(PROBLEM DESCRIPTION)
Extract every line from the records below that contains the word "trim".

(LISTED RECORDS)
//! Hierarchy controller: fetch, build, mutate, expand.
//!
//! # Overview
//!
//! The controller holds the last known-good [`Forest`] as an immutable
//! snapshot and swaps it wholesale after every confirmed fetch. Mutations go
//! to the [`CategoryStore`] first; the forest only changes once the follow-up
//! fetch lands. Nothing is edited optimistically.
//!
//! # Stale responses
//!
//! Every fetch is tagged with a monotonically increasing sequence number. A
//! response is applied only if its tag is still the latest one issued, so a
//! slow early fetch can never overwrite the result of a later one.
//!
//! # Locking
//!
//! State sits behind `std::sync::Mutex`es that are never held across an
//! `.await`. Expansion toggles therefore stay responsive while a store call
//! is in flight.

use std::sync::atomic::{AtomicU64, Ordering};
use std::sync::{Arc, Mutex, MutexGuard, PoisonError};
use tracing::{debug, info};

use crate::error::HierarchyError;
use crate::expansion::ExpansionState;
use crate::model::category::{
    Category, CategoryDraft, NewCategory, normalize_description, normalize_parent,
};
use crate::store::CategoryStore;
use crate::tree::builder::{BuildReport, Forest, TreeNode, build_forest_with_report};
use crate::tree::query::{self, VisibleRow};
use crate::validate::{self, DEFAULT_MAX_NAME_LEN};

/// Callback invoked when a node is selected.
pub type SelectCallback = Box<dyn Fn(&TreeNode) + Send + Sync>;

/// Result of a [`HierarchyController::refresh`].
#[derive(Debug, Clone, PartialEq, Eq)]
pub enum RefreshOutcome {
    /// The response was the latest issued and is now displayed.
    Applied { records: usize, report: BuildReport },
    /// A newer fetch was issued while this one was in flight; its response
    /// was discarded.
    Superseded { seq: u64, latest: u64 },
}

impl RefreshOutcome {
    #[must_use]
    pub const fn is_applied(&self) -> bool {
        matches!(self, Self::Applied { .. })
    }
}

/// Result of a [`HierarchyController::delete`].
#[derive(Debug, Clone, Copy, PartialEq, Eq)]
pub enum DeleteOutcome {
    Deleted,
    /// The caller did not confirm; nothing was sent to the store.
    Cancelled,
}

#[derive(Debug, Default)]
struct View {
    forest: Arc<Forest>,
    records: Arc<Vec<Category>>,
    /// Sequence number of the last fetch that settled while still latest.
    settled: u64,
}

/// Settles a fetch whose future was dropped before the store answered.
///
/// Only the latest issued fetch is settled this way; the forest is left
/// untouched.
struct InFlight<'a> {
    view: &'a Mutex<View>,
    issued: &'a AtomicU64,
    seq: u64,
    landed: bool,
}

impl Drop for InFlight<'_> {
    fn drop(&mut self) {
        if self.landed {
            return;
        }
        let mut view = self.view.lock().unwrap_or_else(PoisonError::into_inner);
        if self.issued.load(Ordering::SeqCst) == self.seq && view.settled < self.seq {
            debug!(seq = self.seq, "category fetch abandoned");
            view.settled = self.seq;
        }
    }
}

pub struct HierarchyController<S> {
    store: S,
    max_name_len: usize,
    view: Mutex<View>,
    expansion: Mutex<ExpansionState>,
    issued: AtomicU64,
    on_select: Option<SelectCallback>,
}

impl<S: CategoryStore> HierarchyController<S> {
    pub fn new(store: S) -> Self {
        Self {
            store,
            max_name_len: DEFAULT_MAX_NAME_LEN,
            view: Mutex::new(View::default()),
            expansion: Mutex::new(ExpansionState::new()),
            issued: AtomicU64::new(0),
            on_select: None,
        }
    }

    #[must_use]
    pub fn with_max_name_len(mut self, max_name_len: usize) -> Self {
        self.max_name_len = max_name_len;
        self
    }

    /// Start from a previously persisted expansion set.
    #[must_use]
    pub fn with_expansion(self, expansion: ExpansionState) -> Self {
        *self.lock_expansion() = expansion;
        self
    }

    #[must_use]
    pub fn on_select(mut self, callback: impl Fn(&TreeNode) + Send + Sync + 'static) -> Self {
        self.on_select = Some(Box::new(callback));
        self
    }

    pub const fn store(&self) -> &S {
        &self.store
    }

    // -----------------------------------------------------------------------
    // Presentation surface
    // -----------------------------------------------------------------------

    /// The current forest snapshot.
    pub fn forest(&self) -> Arc<Forest> {
        Arc::clone(&self.lock_view().forest)
    }

    /// The flat list the current forest was built from.
    pub fn records(&self) -> Arc<Vec<Category>> {
        Arc::clone(&self.lock_view().records)
    }

    /// `true` while the most recently issued fetch has not settled.
    pub fn is_loading(&self) -> bool {
        let settled = self.lock_view().settled;
        self.issued.load(Ordering::SeqCst) > settled
    }

    /// Rows a tree view should draw right now.
    pub fn visible_rows(&self) -> Vec<VisibleRow> {
        let forest = self.forest();
        query::visible_rows(&forest, &self.lock_expansion())
    }

    /// Categories that may become the parent of `editing`.
    ///
    /// Excludes `editing` and its descendants. The controller still
    /// re-validates whatever parent the caller finally submits.
    pub fn parent_candidates(&self, editing: Option<&str>) -> Vec<(usize, Category)> {
        let forest = self.forest();
        query::parent_candidates(&forest, editing)
            .into_iter()
            .map(|(depth, category)| (depth, category.clone()))
            .collect()
    }

    // -----------------------------------------------------------------------
    // Expansion
    // -----------------------------------------------------------------------

    /// Flip a node open/closed. Returns the new state.
    pub fn toggle_expand(&self, id: &str) -> bool {
        self.lock_expansion().toggle(id)
    }

    pub fn is_expanded(&self, id: &str) -> bool {
        self.lock_expansion().is_open(id)
    }

    /// Snapshot of the expansion set, e.g. for persisting between sessions.
    pub fn expansion(&self) -> ExpansionState {
        self.lock_expansion().clone()
    }

    pub fn expand_all(&self) {
        let forest = self.forest();
        self.lock_expansion().expand_all(&forest);
    }

    pub fn collapse_all(&self) {
        self.lock_expansion().collapse_all();
    }

    /// Open every ancestor of `id`. Returns `false` if `id` is not displayed.
    pub fn reveal(&self, id: &str) -> bool {
        let forest = self.forest();
        self.lock_expansion().reveal(&forest, id)
    }

    // -----------------------------------------------------------------------
    // Selection
    // -----------------------------------------------------------------------

    /// Forward a selection to the `on_select` callback. No state changes.
    pub fn select(&self, node: &TreeNode) {
        if let Some(callback) = &self.on_select {
            callback(node);
        }
    }

    /// Select by id. Returns `false` if `id` is not in the current forest.
    pub fn select_id(&self, id: &str) -> bool {
        let forest = self.forest();
        match forest.find(id) {
            Some(node) => {
                self.select(node);
                true
            }
            None => false,
        }
    }

    // -----------------------------------------------------------------------
    // Fetch
    // -----------------------------------------------------------------------

    /// Fetch the flat list and rebuild the forest.
    ///
    /// # Errors
    ///
    /// Returns [`HierarchyError::Store`] if the latest fetch fails; the
    /// previous forest stays in place. Failures of superseded fetches are
    /// discarded along with their data.
    pub async fn refresh(&self) -> Result<RefreshOutcome, HierarchyError> {
        let seq = self.issued.fetch_add(1, Ordering::SeqCst) + 1;
        debug!(seq, "fetching category list");

        let mut in_flight = InFlight {
            view: &self.view,
            issued: &self.issued,
            seq,
            landed: false,
        };
        let result = self.store.list().await;
        in_flight.landed = true;

        let mut view = self.lock_view();
        let latest = self.issued.load(Ordering::SeqCst);
        if seq != latest {
            debug!(seq, latest, "discarding superseded category list");
            return Ok(RefreshOutcome::Superseded { seq, latest });
        }
        view.settled = seq;

        let records = result?;
        let count = records.len();
        let (forest, report) = build_forest_with_report(records.clone());
        view.forest = Arc::new(forest);
        view.records = Arc::new(records);
        drop(view);

        debug!(seq, records = count, "applied category list");
        Ok(RefreshOutcome::Applied {
            records: count,
            report,
        })
    }

    // -----------------------------------------------------------------------
    // Mutations
    // -----------------------------------------------------------------------

    /// Create a category, then rebuild from the store.
    ///
    /// The new category is neither expanded nor selected.
    ///
    /// # Errors
    ///
    /// [`HierarchyError::Validation`] for a blank or oversized name (no store
    /// call), [`HierarchyError::Store`] if the store rejects the create, or
    /// [`HierarchyError::RefreshAfterWrite`] if the follow-up fetch fails.
    pub async fn create(&self, input: NewCategory) -> Result<Category, HierarchyError> {
        validate::validate_name(&input.name, self.max_name_len)?;
        let input = NewCategory {
            name: input.name.trim().to_string(),
            parent_id: normalize_parent(input.parent_id),
            description: normalize_description(input.description),
        };

        let created = self.store.create(input).await?;
        info!(category = %created.id, name = %created.name, "created category");

        self.refresh_after_write().await?;
        Ok(created)
    }

    /// Overwrite a category's name, parent and description.
    ///
    /// # Errors
    ///
    /// [`HierarchyError::Validation`] if the name is blank, if `parent_id`
    /// equals `id`, or if the new parent lies inside `id`'s own subtree in
    /// the current snapshot; none of these reach the store.
    /// [`HierarchyError::Store`] / [`HierarchyError::RefreshAfterWrite`] as
    /// for [`Self::create`].
    pub async fn update(&self, id: &str, draft: CategoryDraft) -> Result<Category, HierarchyError> {
        validate::validate_name(&draft.name, self.max_name_len)?;
        let draft = CategoryDraft {
            name: draft.name.trim().to_string(),
            parent_id: normalize_parent(draft.parent_id),
            description: normalize_description(draft.description),
        };
        validate::validate_reparent(&self.records(), id, draft.parent_id.as_deref())?;

        let updated = self.store.update(id, draft.into_patch()).await?;
        info!(category = %updated.id, name = %updated.name, "updated category");

        self.refresh_after_write().await?;
        Ok(updated)
    }

    /// Delete one category. Children are not touched; on the next rebuild
    /// they surface as roots until the store clears their parent.
    ///
    /// `confirmed` is the caller's already-made decision; without it nothing
    /// is sent.
    ///
    /// # Errors
    ///
    /// [`HierarchyError::Store`] / [`HierarchyError::RefreshAfterWrite`] as
    /// for [`Self::create`].
    pub async fn delete(&self, id: &str, confirmed: bool) -> Result<DeleteOutcome, HierarchyError> {
        if !confirmed {
            debug!(category = %id, "delete not confirmed; skipping");
            return Ok(DeleteOutcome::Cancelled);
        }

        self.store.delete(id).await?;
        info!(category = %id, "deleted category");

        self.refresh_after_write().await?;
        Ok(DeleteOutcome::Deleted)
    }

    async fn refresh_after_write(&self) -> Result<(), HierarchyError> {
        match self.refresh().await {
            Ok(_) => Ok(()),
            Err(HierarchyError::Store(e)) => Err(HierarchyError::RefreshAfterWrite(e)),
            Err(other) => Err(other),
        }
    }

    // -----------------------------------------------------------------------
    // Helpers
    // -----------------------------------------------------------------------

    fn lock_view(&self) -> MutexGuard<'_, View> {
        self.view.lock().unwrap_or_else(PoisonError::into_inner)
    }

    fn lock_expansion(&self) -> MutexGuard<'_, ExpansionState> {
        self.expansion.lock().unwrap_or_else(PoisonError::into_inner)
    }
}

// ---------------------------------------------------------------------------
// Tests
// ---------------------------------------------------------------------------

(ANSWER BOX)
            name: input.name.trim().to_string(),
            name: draft.name.trim().to_string(),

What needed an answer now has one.